It should be noted that the information interaction and execution process between the above-mentioned modules/units are based on the same idea as the method embodiment of this application, and its specific functions and technical effects can be found in the method embodiment section. I won't repeat them here.

In addition, the cooling control device shown in FIG. 5 can be a software unit, a hardware unit, or a combination of software and hardware built into the existing terminal equipment, or it can be integrated into the terminal equipment as an independent pendant, or it can be Exists as an independent terminal device.

Those skilled in the art can clearly understand that for the convenience and brevity of description, only the division of the above-mentioned functional units and modules is used for illustration. In practical applications, the above-mentioned functions can be assigned to different functional units, Completion of modules means that the internal structure of the device is divided into different functional units or modules to complete all or part of the functions described above. Each functional unit and module in the embodiment may be integrated into one processing unit, or each unit may exist separately physically, or two or more units may be integrated into one unit, and the above-mentioned integrated units may adopt hardware It can also be implemented in the form of software functional units. In addition, the specific names of the functional units and modules are only for the convenience of distinguishing each other, and are not used to limit the protection scope of the present application. For the specific working process of the units and modules in the above system, reference may be made to the corresponding process in the foregoing method embodiments, and details will not be repeated here.

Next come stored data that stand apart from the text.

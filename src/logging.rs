//! Structured logging for BioSync
//!
//! Console output in pretty, JSON or compact form, with optional JSON
//! file output through a daily rolling appender.

use serde::{Deserialize, Serialize};
use std::fs;
use std::path::{Path, PathBuf};
use tracing_subscriber::{
    fmt::{self, format::FmtSpan},
    layer::SubscriberExt,
    util::SubscriberInitExt,
    EnvFilter, Layer,
};

/// Logging configuration
#[derive(Debug, Clone, PartialEq, Serialize, Deserialize)]
#[serde(default)]
pub struct LogConfig {
    /// Log level (error, warn, info, debug, trace)
    pub level: LogLevel,

    /// Output format (pretty, json, compact)
    pub format: LogFormat,

    /// Log file path (None for console only)
    pub file_path: Option<PathBuf>,

    /// Rotate the log file daily
    pub rotation: bool,

    /// Include span information
    pub include_spans: bool,
}

impl Default for LogConfig {
    fn default() -> Self {
        Self {
            level: LogLevel::Warn,
            format: LogFormat::Pretty,
            file_path: None,
            rotation: true,
            include_spans: false,
        }
    }
}

/// Log level enum
#[derive(Debug, Clone, Copy, PartialEq, Eq, Serialize, Deserialize)]
#[serde(rename_all = "lowercase")]
pub enum LogLevel {
    Error,
    Warn,
    Info,
    Debug,
    Trace,
}

impl LogLevel {
    pub fn to_filter(&self) -> String {
        match self {
            LogLevel::Error => "error",
            LogLevel::Warn => "warn",
            LogLevel::Info => "info",
            LogLevel::Debug => "debug",
            LogLevel::Trace => "trace",
        }
        .to_string()
    }

    /// Map a `-v` repetition count onto a level, starting from `base`
    pub fn from_verbosity(base: LogLevel, verbose: u8) -> Self {
        let ladder = [
            LogLevel::Error,
            LogLevel::Warn,
            LogLevel::Info,
            LogLevel::Debug,
            LogLevel::Trace,
        ];
        let start = ladder.iter().position(|l| *l == base).unwrap_or(1);
        let index = (start + usize::from(verbose)).min(ladder.len() - 1);
        ladder[index]
    }
}

impl std::str::FromStr for LogLevel {
    type Err = String;

    fn from_str(s: &str) -> Result<Self, Self::Err> {
        match s.to_lowercase().as_str() {
            "error" => Ok(LogLevel::Error),
            "warn" | "warning" => Ok(LogLevel::Warn),
            "info" => Ok(LogLevel::Info),
            "debug" => Ok(LogLevel::Debug),
            "trace" => Ok(LogLevel::Trace),
            _ => Err(format!("Invalid log level: {}", s)),
        }
    }
}

/// Log output format
#[derive(Debug, Clone, Copy, PartialEq, Eq, Serialize, Deserialize)]
#[serde(rename_all = "lowercase")]
pub enum LogFormat {
    /// Human-readable format with colors (for development)
    Pretty,
    /// JSON format (for structured logging)
    Json,
    /// Compact format
    Compact,
}

impl std::str::FromStr for LogFormat {
    type Err = String;

    fn from_str(s: &str) -> Result<Self, Self::Err> {
        match s.to_lowercase().as_str() {
            "pretty" => Ok(LogFormat::Pretty),
            "json" => Ok(LogFormat::Json),
            "compact" => Ok(LogFormat::Compact),
            _ => Err(format!("Invalid log format: {}", s)),
        }
    }
}

/// Initialize the logging system
///
/// `RUST_LOG` takes precedence over the configured level.
pub fn init_logging(config: &LogConfig) -> anyhow::Result<()> {
    let filter = EnvFilter::try_from_default_env().unwrap_or_else(|_| {
        EnvFilter::new(format!("biosync={}", config.level.to_filter()))
    });

    // Console goes to stderr so it never interleaves with rendered ticks
    let console_layer = match config.format {
        LogFormat::Pretty => fmt::layer()
            .with_writer(std::io::stderr)
            .with_target(true)
            .with_line_number(true)
            .with_span_events(if config.include_spans {
                FmtSpan::ENTER | FmtSpan::CLOSE
            } else {
                FmtSpan::NONE
            })
            .boxed(),
        LogFormat::Json => fmt::layer()
            .json()
            .with_writer(std::io::stderr)
            .with_target(true)
            .with_current_span(config.include_spans)
            .with_span_list(config.include_spans)
            .boxed(),
        LogFormat::Compact => fmt::layer()
            .compact()
            .with_writer(std::io::stderr)
            .with_target(true)
            .boxed(),
    };

    let subscriber = tracing_subscriber::registry()
        .with(filter)
        .with(console_layer);

    if let Some(file_path) = &config.file_path {
        if let Some(parent) = file_path.parent() {
            fs::create_dir_all(parent)?;
        }

        if config.rotation {
            let file_appender = tracing_appender::rolling::daily(
                file_path.parent().unwrap_or_else(|| Path::new(".")),
                file_path
                    .file_name()
                    .and_then(|n| n.to_str())
                    .unwrap_or("biosync.log"),
            );

            let file_layer = fmt::layer()
                .json()
                .with_writer(file_appender)
                .with_target(true)
                .with_current_span(config.include_spans)
                .with_span_list(config.include_spans);

            subscriber.with(file_layer).try_init()?;
        } else {
            let file = fs::OpenOptions::new()
                .create(true)
                .append(true)
                .open(file_path)?;

            let file_layer = fmt::layer()
                .json()
                .with_writer(file)
                .with_target(true)
                .with_current_span(config.include_spans)
                .with_span_list(config.include_spans);

            subscriber.with(file_layer).try_init()?;
        }
    } else {
        subscriber.try_init()?;
    }

    tracing::info!(
        level = ?config.level,
        format = ?config.format,
        file = ?config.file_path,
        "Logging initialized"
    );

    Ok(())
}

#[cfg(test)]
mod tests {
    use super::*;

    #[test]
    fn test_log_level_parsing() {
        assert_eq!("info".parse::<LogLevel>().unwrap(), LogLevel::Info);
        assert_eq!("WARNING".parse::<LogLevel>().unwrap(), LogLevel::Warn);
        assert!("loud".parse::<LogLevel>().is_err());
    }

    #[test]
    fn test_log_format_parsing() {
        assert_eq!("json".parse::<LogFormat>().unwrap(), LogFormat::Json);
        assert_eq!("compact".parse::<LogFormat>().unwrap(), LogFormat::Compact);
    }

    #[test]
    fn test_verbosity_ladder() {
        assert_eq!(LogLevel::from_verbosity(LogLevel::Warn, 0), LogLevel::Warn);
        assert_eq!(LogLevel::from_verbosity(LogLevel::Warn, 1), LogLevel::Info);
        assert_eq!(LogLevel::from_verbosity(LogLevel::Warn, 2), LogLevel::Debug);
        assert_eq!(LogLevel::from_verbosity(LogLevel::Info, 9), LogLevel::Trace);
    }
}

Fig. 6 is a schematic structural diagram of the controller provided by the embodiment of the present application. The controller 60 provided by the embodiment of the present application includes: at least one processor 61 (only one is shown in Fig. 6 ), a memory 62, and a memory stored in the memory 62. A computer program 63 that can run on the at least one processor 61. When the processor 61 executes the computer program 63, the steps performed by the first switch or the second step in any of the cooling control method embodiments above are realized. Steps performed by the switch.

The so-called processor 61 can be a central processing unit (Central Processing Unit, CPU), and the processor 61 can also be other general-purpose processors, digital signal processors (Digital Signal Processor, DSP), application-specific integrated circuits ( App l i cation Specific Integrated Circuit, ASIC), off-the-shelf programmable gate array (Field-Programmab l e Gate Array, FPGA) or other programmable logic devices, discrete gate or transistor logic devices, discrete hardware components, etc. A general-purpose processor may be a microprocessor, or the processor may be any conventional processor, or the like.

The memory 62 may be an internal storage unit of the controller 60 in some embodiments, such as a hard disk or memory of the controller 60 . The memory 62 can also be an external storage device of the controller 60 in other embodiments, such as a plug-in hard disk equipped on the controller 60, a smart memory card (Smart Media Card, SMC), a security Digital (Secure Digital, SD) card, flash memory card (F l ash Card), etc. Further, the controller 60 may also include both an internal storage unit of the controller 60 and an external storage device. The memory 62 is used to store operating system, application program, boot loader (Boot Loader), data and other programs, such as the program code of the computer program. The memory 62 can also be used to temporarily store data that has been output or will be output.

The embodiment of the present application also provides a computer-readable storage medium, the computer-readable storage medium stores a computer program, and when the computer program is executed by a processor, it can realize the substrate management in any of the above cooling control method embodiments The steps performed by the controller.

An embodiment of the present application provides a computer program product. When the computer program product runs on a terminal device, the terminal device implements the steps performed by the baseboard management controller in any of the cooling control method embodiments above.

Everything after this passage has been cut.